Travelling with your skis and packing for a week of ski-touring in the mountains seems daunting? No worries, with my packlist you’re ready to fly and ski a Haute Route without any packing problems!
Before my first ski-touring trip to Canada last year I was worried: How should I transport my skis, boots and everything else in a way that it arrives in one piece and that it is easy for me to carry? What do I all need to take? After much research, reading gear reviews, making my own experienced guesses and adapting my ultralight packing strategy for ski-touring I have arrived at a pack list & travel setup that works very well.
My pack list does cut no corners and allows me to either ski in comfort from a base camp or can be adapted for a Haute-Route-style ski-tour where I sleep each night in a different hut. With changing the backpack I even can take camping equipment and pitch the tent on the top of a summit! For the travelling part this pack list allows me to take a variety of gear but still not feel like I’m an over-loaded donkey. Besides a dedicated ski bag I rely again on the awesome Arc’teryx Carrier Duffle to transport gear via bus, train, plane and car, while on tour I’m carrying all I need outdoors in one backpack. It’s a versatile, light and durable list that’s equally suitable for a week of ski-touring in Lyngen or the Alps.
When Skis Travel
Travelling with skis can be easy, comfortable and fun - if you have a Douchebag to transport your skis. If you look past the name - which is fun in my opinion! - you get a ski bag which transports skis, boots, backpack, poles, avalanche kit and clothes in comfort. My 184 cm long DPS Wailer Tour1 skis fit perfectly into it with room to spare, and the Ribcage construction of the Douchebag ensures the skis and everything else inside stay safe. I have flown thousands of kilometers with the Douchebag, travlled hundreds of kilometers by train and car and the Douchebag has never let me down. Thanks to the two large wheels it is easy to pull the ski bag through airports and streets, and best of all: If not needed it can be rolled up into a compact little package which takes up little space.

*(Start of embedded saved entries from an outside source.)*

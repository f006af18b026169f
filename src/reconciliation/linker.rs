//! Bidirectional linking of a movement and a history entry

use serde::{Deserialize, Serialize};
use tracing::{debug, error, warn};

use crate::traits::*;
use crate::types::*;

/// What the linker did for a pair
#[derive(Debug, Clone, Copy, PartialEq, Eq, Serialize, Deserialize)]
#[serde(rename_all = "SCREAMING_SNAKE_CASE")]
pub enum LinkOutcome {
    /// Both sides were written
    Linked,
    /// Dry run: the pair passed the re-check but nothing was written
    Simulated,
}

/// Single write path for links between movements and history entries.
///
/// Every link re-reads both records immediately before writing and refuses
/// when either side already holds a reference, so a pool snapshot taken
/// earlier cannot cause a double link.
pub struct Linker<'s, M: MovementStore, H: ContractHistoryStore> {
    movements: &'s mut M,
    history: &'s mut H,
}

impl<'s, M: MovementStore, H: ContractHistoryStore> Linker<'s, M, H> {
    pub fn new(movements: &'s mut M, history: &'s mut H) -> Self {
        Self { movements, history }
    }

    /// Check that both records exist and are free to link
    pub async fn ensure_linkable(
        &self,
        movement_id: &str,
        history_id: &str,
    ) -> ReconResult<(Movement, ContractHistoryEntry)> {
        let movement = self
            .movements
            .find_by_id(movement_id)
            .await?
            .ok_or_else(|| ReconError::MovementNotFound(movement_id.to_string()))?;

        let entry = self
            .history
            .find_by_id(history_id)
            .await?
            .filter(|entry| !entry.is_deleted)
            .ok_or_else(|| ReconError::HistoryNotFound(history_id.to_string()))?;

        if let Some(linked) = &movement.linked_history_id {
            return Err(ReconError::MovementAlreadyLinked {
                movement_id: movement.id.clone(),
                history_id: linked.clone(),
            });
        }

        if let Some(linked) = &entry.linked_movement_id {
            return Err(ReconError::HistoryAlreadyLinked {
                history_id: entry.id.clone(),
                movement_id: linked.clone(),
            });
        }

        Ok((movement, entry))
    }

    /// Link a movement and a history entry in both directions
    pub async fn link(
        &mut self,
        movement_id: &str,
        history_id: &str,
        dry_run: bool,
    ) -> ReconResult<LinkOutcome> {
        self.ensure_linkable(movement_id, history_id).await?;

        if dry_run {
            debug!(movement_id, history_id, "dry run, link not written");
            return Ok(LinkOutcome::Simulated);
        }

        self.movements
            .update(movement_id, LinkPatch::Set(history_id.to_string()))
            .await?;

        if let Err(err) = self
            .history
            .update(history_id, LinkPatch::Set(movement_id.to_string()))
            .await
        {
            warn!(
                movement_id,
                history_id,
                error = %err,
                "history side of link failed, reverting movement"
            );
            if let Err(clear_err) = self.movements.update(movement_id, LinkPatch::Clear).await {
                error!(
                    movement_id,
                    history_id,
                    link_error = %err,
                    revert_error = %clear_err,
                    "revert failed, movement left pointing at history entry"
                );
                return Err(ReconError::Storage(format!(
                    "half-link may remain: movement {movement_id} -> {history_id}; \
                     link error: {err}; revert error: {clear_err}"
                )));
            }
            return Err(err);
        }

        debug!(movement_id, history_id, "link written");
        Ok(LinkOutcome::Linked)
    }
}

#[cfg(test)]
mod tests {
    use super::*;
    use crate::utils::memory_storage::MemoryStorage;
    use bigdecimal::BigDecimal;
    use chrono::NaiveDate;

    fn seeded() -> MemoryStorage {
        let at = NaiveDate::from_ymd_opt(2024, 4, 2)
            .unwrap()
            .and_hms_opt(15, 30, 0)
            .unwrap();
        let storage = MemoryStorage::new();
        for id in ["m1", "m2"] {
            storage
                .insert_movement(Movement::new(
                    id.to_string(),
                    BigDecimal::from(120),
                    at,
                    Direction::In,
                ))
                .unwrap();
        }
        storage
            .insert_history(ContractHistoryEntry::new(
                "h1".to_string(),
                "EXTENSION".to_string(),
                "One extra day".to_string(),
            ))
            .unwrap();
        storage
    }

    #[tokio::test]
    async fn test_link_writes_both_sides() {
        let storage = seeded();
        let (mut movements, mut history) = (storage.clone(), storage.clone());
        let outcome = Linker::new(&mut movements, &mut history)
            .link("m1", "h1", false)
            .await
            .unwrap();

        assert_eq!(outcome, LinkOutcome::Linked);
        assert_eq!(
            storage.movement("m1").unwrap().linked_history_id.as_deref(),
            Some("h1")
        );
        assert_eq!(
            storage.history_entry("h1").unwrap().linked_movement_id.as_deref(),
            Some("m1")
        );
    }

    #[tokio::test]
    async fn test_dry_run_writes_nothing() {
        let storage = seeded();
        let (mut movements, mut history) = (storage.clone(), storage.clone());
        let outcome = Linker::new(&mut movements, &mut history)
            .link("m1", "h1", true)
            .await
            .unwrap();

        assert_eq!(outcome, LinkOutcome::Simulated);
        assert!(!storage.movement("m1").unwrap().is_linked());
        assert!(!storage.history_entry("h1").unwrap().is_linked());
    }

    #[tokio::test]
    async fn test_second_claim_on_history_entry_is_refused() {
        let storage = seeded();
        let (mut movements, mut history) = (storage.clone(), storage.clone());
        let mut linker = Linker::new(&mut movements, &mut history);
        linker.link("m1", "h1", false).await.unwrap();

        let second = linker.link("m2", "h1", false).await;
        assert!(matches!(
            second,
            Err(ReconError::HistoryAlreadyLinked { ref movement_id, .. }) if movement_id == "m1"
        ));
        assert!(!storage.movement("m2").unwrap().is_linked());
    }

    #[tokio::test]
    async fn test_soft_deleted_entry_counts_as_missing() {
        let storage = seeded();
        let mut entry = storage.history_entry("h1").unwrap();
        entry.is_deleted = true;
        storage.insert_history(entry).unwrap();

        let (mut movements, mut history) = (storage.clone(), storage.clone());
        let result = Linker::new(&mut movements, &mut history)
            .link("m1", "h1", false)
            .await;
        assert!(matches!(result, Err(ReconError::HistoryNotFound(_))));
    }

    /// History store whose writes always fail
    struct FailingHistory(MemoryStorage);

    #[async_trait::async_trait]
    impl ContractHistoryStore for FailingHistory {
        async fn find_eligible(&self) -> ReconResult<Vec<ContractHistoryEntry>> {
            self.0.find_eligible().await
        }

        async fn find_by_id(&self, history_id: &str) -> ReconResult<Option<ContractHistoryEntry>> {
            ContractHistoryStore::find_by_id(&self.0, history_id).await
        }

        async fn update(&mut self, _history_id: &str, _patch: LinkPatch) -> ReconResult<()> {
            Err(ReconError::Storage("history store is read-only".to_string()))
        }
    }

    #[tokio::test]
    async fn test_failed_history_write_reverts_movement() {
        let storage = seeded();
        let mut movements = storage.clone();
        let mut history = FailingHistory(storage.clone());

        let result = Linker::new(&mut movements, &mut history)
            .link("m1", "h1", false)
            .await;
        assert!(matches!(result, Err(ReconError::Storage(_))));
        assert!(!storage.movement("m1").unwrap().is_linked());
    }

    /// Movement store that accepts links but cannot clear them
    struct StickyMovements(MemoryStorage);

    #[async_trait::async_trait]
    impl MovementStore for StickyMovements {
        async fn find_unlinked(&self) -> ReconResult<Vec<Movement>> {
            self.0.find_unlinked().await
        }

        async fn find_by_id(&self, movement_id: &str) -> ReconResult<Option<Movement>> {
            MovementStore::find_by_id(&self.0, movement_id).await
        }

        async fn update(&mut self, movement_id: &str, patch: LinkPatch) -> ReconResult<()> {
            match patch {
                LinkPatch::Clear => Err(ReconError::Storage("connection reset".to_string())),
                set => MovementStore::update(&mut self.0, movement_id, set).await,
            }
        }
    }

    #[tokio::test]
    async fn test_failed_revert_reports_half_link() {
        let storage = seeded();
        let mut movements = StickyMovements(storage.clone());
        let mut history = FailingHistory(storage.clone());

        let result = Linker::new(&mut movements, &mut history)
            .link("m1", "h1", false)
            .await;
        match result {
            Err(ReconError::Storage(message)) => {
                assert!(message.contains("half-link may remain"));
                assert!(message.contains("m1 -> h1"));
                assert!(message.contains("history store is read-only"));
                assert!(message.contains("connection reset"));
            }
            other => panic!("expected a storage error, got {other:?}"),
        }
        assert_eq!(
            storage.movement("m1").unwrap().linked_history_id.as_deref(),
            Some("h1")
        );
    }
}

If I travel inside the Douchebag I put:
- DPS Wailer Tour1 Skis with G3 Ion 12 Binding
- Contour Hybrid Skins
- Komperdell Carbon C2 Ultralight Ski-Touring Poles
- La Sportiva Spectre boots
- As well as a variety of gear from the clothing and backpack section
Airbag or normal ski-touring bag, that was the question I asked myself as I set out to add yet another backpack to the collection. While I’d love to have an Arc’teryx Voltair Avalanche Airbag I settled for the lighter Black Diamond Dawn Patrol 25 Pack with the Black Diamond Avalung Element. It’s a reasonably light pack with an avy pocket in the front, a spacious google pocket and a large main compartment that’s opened via a zipper in the back panel - this keeps gear out of the snow. I also can carry my helmet at the front of the pack, and also the skis or a snowboard attach to the Dawn Patrol 25. If I travel I usually take this backpack also as a carry-on, and it fits my 15” MBP nicely into the main compartment with room to spare for cables, a book and more.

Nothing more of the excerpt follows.